As deal structures were stress-tested and the extreme economic conditions led to even more extreme transactions, practitioners learned about the limits of contract and deal-making. It was a time when lawyers saw the contracts they negotiated for years finally read — and too often litigated.

A recurring theme of the year was the shift in leverage, not only from sellers to buyers, but from buyers to lenders.

In the future, it will be a much uneasier relationship as lenders and buyers struggle with the same certainty issues that buyers and targets do. The result will be a struggle to turn debt commitment letters into more fully documented credit agreements, and private equity will seek to persuade banks to turn the spigot back on — of course, the banks here are not at the mercy of the securitization markets — all of which will drive banks to seek more onerous terms. There is now a real realization that the M&A relationship is a threesome, involving targets, acquirers and banks.

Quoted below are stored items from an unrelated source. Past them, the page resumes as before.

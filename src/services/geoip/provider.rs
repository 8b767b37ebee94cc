//! GeoIP 数据源抽象层
//!
//! The lookup collaborator is synchronous and read-only: a database image is
//! loaded once at startup and shared by every worker behind an `Arc`.

use std::fmt;
use std::net::IpAddr;

/// 经纬度坐标
///
/// Only finite values are representable; a record without usable coordinates
/// carries `None` instead.
#[derive(Debug, Clone, Copy, PartialEq)]
pub struct Coordinates {
    pub latitude: f64,
    pub longitude: f64,
}

impl Coordinates {
    pub fn new(latitude: f64, longitude: f64) -> Option<Self> {
        if latitude.is_finite() && longitude.is_finite() {
            Some(Self {
                latitude,
                longitude,
            })
        } else {
            None
        }
    }

    /// Build from a `[lat, lon, ...]` style slice. Fewer than two entries
    /// yields `None`.
    pub fn from_slice(values: &[f64]) -> Option<Self> {
        match values {
            [latitude, longitude, ..] => Self::new(*latitude, *longitude),
            _ => None,
        }
    }
}

/// 单条地理位置记录
#[derive(Debug, Clone, PartialEq, Default)]
pub struct GeoRecord {
    /// ISO 3166-1 alpha-2 国家代码 (e.g., "CN", "US")
    pub country: String,
    pub city: String,
    pub coordinates: Option<Coordinates>,
    pub eu_member: bool,
    /// 一级行政区代码 (e.g., "CA", "ON")
    pub region: String,
    /// IANA timezone name
    pub timezone: String,
}

impl GeoRecord {
    /// `"1"` / `"0"`, the flag format exposed on the wire
    pub fn eu_flag(&self) -> &'static str {
        if self.eu_member { "1" } else { "0" }
    }
}

/// 数据库查询错误
#[derive(Debug, Clone, PartialEq)]
pub enum GeoIpError {
    /// The address cannot be looked up at all (e.g. unsupported family)
    InvalidAddress(String),
    /// A single lookup failed; the database itself is still usable
    Lookup(String),
    /// The database is unusable, every lookup would fail
    Unavailable(String),
}

impl GeoIpError {
    pub fn message(&self) -> &str {
        match self {
            GeoIpError::InvalidAddress(msg) => msg,
            GeoIpError::Lookup(msg) => msg,
            GeoIpError::Unavailable(msg) => msg,
        }
    }

    /// Whether the failure belongs to the database rather than the request
    pub fn is_fatal(&self) -> bool {
        matches!(self, GeoIpError::Unavailable(_))
    }
}

impl fmt::Display for GeoIpError {
    fn fmt(&self, f: &mut fmt::Formatter<'_>) -> fmt::Result {
        match self {
            GeoIpError::InvalidAddress(msg) => write!(f, "invalid address: {}", msg),
            GeoIpError::Lookup(msg) => write!(f, "lookup failed: {}", msg),
            GeoIpError::Unavailable(msg) => write!(f, "geoip database unavailable: {}", msg),
        }
    }
}

impl std::error::Error for GeoIpError {}

/// GeoIP 查询 trait
pub trait GeoDatabase: Send + Sync {
    /// 查询 IP 地址的地理位置，`Ok(None)` 表示数据库中没有该地址
    fn lookup(&self, ip: IpAddr) -> Result<Option<GeoRecord>, GeoIpError>;

    /// 获取数据源名称（用于日志）
    fn name(&self) -> &'static str;
}
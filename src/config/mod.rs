mod r#impl;
mod structs;

pub use r#impl::{get_config, init_config};
pub use structs::*;
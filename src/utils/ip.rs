//! IP 地址处理工具
//!
//! 提供：
//! - IP 字面量格式校验（拒绝 CIDR 后缀与空串）
//! - X-Forwarded-For 解析（取第一个地址，去掉端口）
//! - 私有地址检测

use std::net::{IpAddr, SocketAddr};

use actix_web::http::header::HeaderMap;

pub const FORWARDED_FOR_HEADER: &str = "x-forwarded-for";

/// Dotted-quad IPv4 or colon-hex IPv6 literal, nothing else.
pub fn is_valid_ip_literal(candidate: &str) -> bool {
    !candidate.is_empty() && candidate.parse::<IpAddr>().is_ok()
}

/// 检查 IP 是否为私有地址或 localhost
pub fn is_private_or_local(ip: &IpAddr) -> bool {
    match ip {
        IpAddr::V4(v4) => v4.is_private() || v4.is_loopback(),
        IpAddr::V6(v6) => {
            // - fc00::/7 (ULA, RFC 4193)
            // - fe80::/10 (Link-local)
            v6.is_loopback()
                || (v6.segments()[0] & 0xfe00) == 0xfc00
                || (v6.segments()[0] & 0xffc0) == 0xfe80
        }
    }
}

/// 清洗 X-Forwarded-For 的值
///
/// Takes the first entry of a comma separated list and strips a port suffix
/// (`1.2.3.4:8080`, `[2001:db8::1]:443`) or bare brackets. Entries without a
/// port are returned verbatim so the caller can echo what the client sent.
pub fn clean_forwarded_ip(raw: &str) -> Option<String> {
    let first = raw.split(',').next()?.trim();
    if first.is_empty() {
        return None;
    }

    if let Ok(socket_addr) = first.parse::<SocketAddr>() {
        return Some(socket_addr.ip().to_string());
    }

    if let Some(inner) = first.strip_prefix('[').and_then(|s| s.strip_suffix(']')) {
        return Some(inner.to_string());
    }

    Some(first.to_string())
}

/// 从 HeaderMap 提取转发的 IP
pub fn extract_forwarded_ip(headers: &HeaderMap) -> Option<String> {
    headers
        .get(FORWARDED_FOR_HEADER)
        .and_then(|h| h.to_str().ok())
        .and_then(clean_forwarded_ip)
}
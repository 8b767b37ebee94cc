//! Logging system initialization
//!
//! Sets up `tracing` according to `[logging]`: console or file output,
//! optional daily rotation, text or JSON formatting.

use std::path::Path;

use tracing_appender::non_blocking::WorkerGuard;
use tracing_appender::rolling;

use crate::config::LoggingConfig;
use crate::errors::{LocatorError, Result};

const DEFAULT_LOG_FILE: &str = "location-timezone.log";

/// Initialize logging system based on configuration
///
/// Call once, after the configuration has been loaded. The returned
/// `WorkerGuard` must be kept alive for the lifetime of the program so that
/// buffered log lines are flushed on exit.
pub fn init_logging(config: &LoggingConfig) -> Result<WorkerGuard> {
    let log_file = config.file.as_deref().filter(|f| !f.is_empty());

    let writer: Box<dyn std::io::Write + Send + Sync> = match log_file {
        Some(log_file) if config.enable_rotation => {
            let path = Path::new(log_file);
            let dir = path.parent().unwrap_or(Path::new("."));
            let filename = path
                .file_name()
                .and_then(|f| f.to_str())
                .unwrap_or(DEFAULT_LOG_FILE);
            let appender = rolling::Builder::new()
                .rotation(rolling::Rotation::DAILY)
                .filename_prefix(filename.trim_end_matches(".log"))
                .filename_suffix("log")
                .max_log_files(config.max_backups as usize)
                .build(dir)
                .map_err(|e| {
                    LocatorError::file_operation(format!(
                        "failed to create rolling log appender: {}",
                        e
                    ))
                })?;
            Box::new(appender)
        }
        Some(log_file) => {
            let file = std::fs::OpenOptions::new()
                .create(true)
                .append(true)
                .open(log_file)?;
            Box::new(file)
        }
        None => Box::new(std::io::stdout()),
    };

    let (non_blocking_writer, guard) = tracing_appender::non_blocking(writer);
    let filter = tracing_subscriber::EnvFilter::try_new(&config.level)
        .map_err(|e| LocatorError::config(format!("invalid logging.level: {}", e)))?;

    let subscriber_builder = tracing_subscriber::fmt()
        .with_writer(non_blocking_writer)
        .with_env_filter(filter)
        .with_level(true)
        .with_ansi(log_file.is_none());

    let installed = if config.format == "json" {
        subscriber_builder.json().try_init()
    } else {
        subscriber_builder.try_init()
    };
    installed.map_err(|e| LocatorError::config(format!("logging already initialized: {}", e)))?;

    Ok(guard)
}
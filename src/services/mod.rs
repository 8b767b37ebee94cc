//! Service layer
//!
//! IP resolution and response normalization, shared by the HTTP API and the
//! `lookup` command.

pub mod geoip;
pub mod normalizer;
pub mod resolver;

pub use geoip::{
    Coordinates, GeoDatabase, GeoIpError, GeoRecord, MaxMindDatabase, MemoryGeoDatabase,
    open_database,
};
pub use normalizer::{LocationResponse, PublicResponse, normalize};
pub use resolver::{IpResolver, LookupOutcome};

Despite the terrible M&A market measured by deals done, this year is going to set the tone for years to come.  Gone (or effectively eviscerated) are the last vestiges of the MAC clause, thanks to Huntsman – Hexion.  Litigators and judges have no sympathy for what transactional lawyers often brush off as minor errors and inconsistencies that result from tight deadlines and complex documents – just look at the mountains made out of molehills (some might say) in URI – Cerberus and ADS – Blackstone.

And, perhaps most tellingly, this year sounded the death knell for private-equity firms’ willingness to “put their reputation on the line” to get the deal done, irrespective of the apparent optionality of the documents.  Too many targets have learned that the only real leverage is the breakup fee.

What were some of the most-interesting lessons you learned this year?  Which deals and non-deals surprised you the most?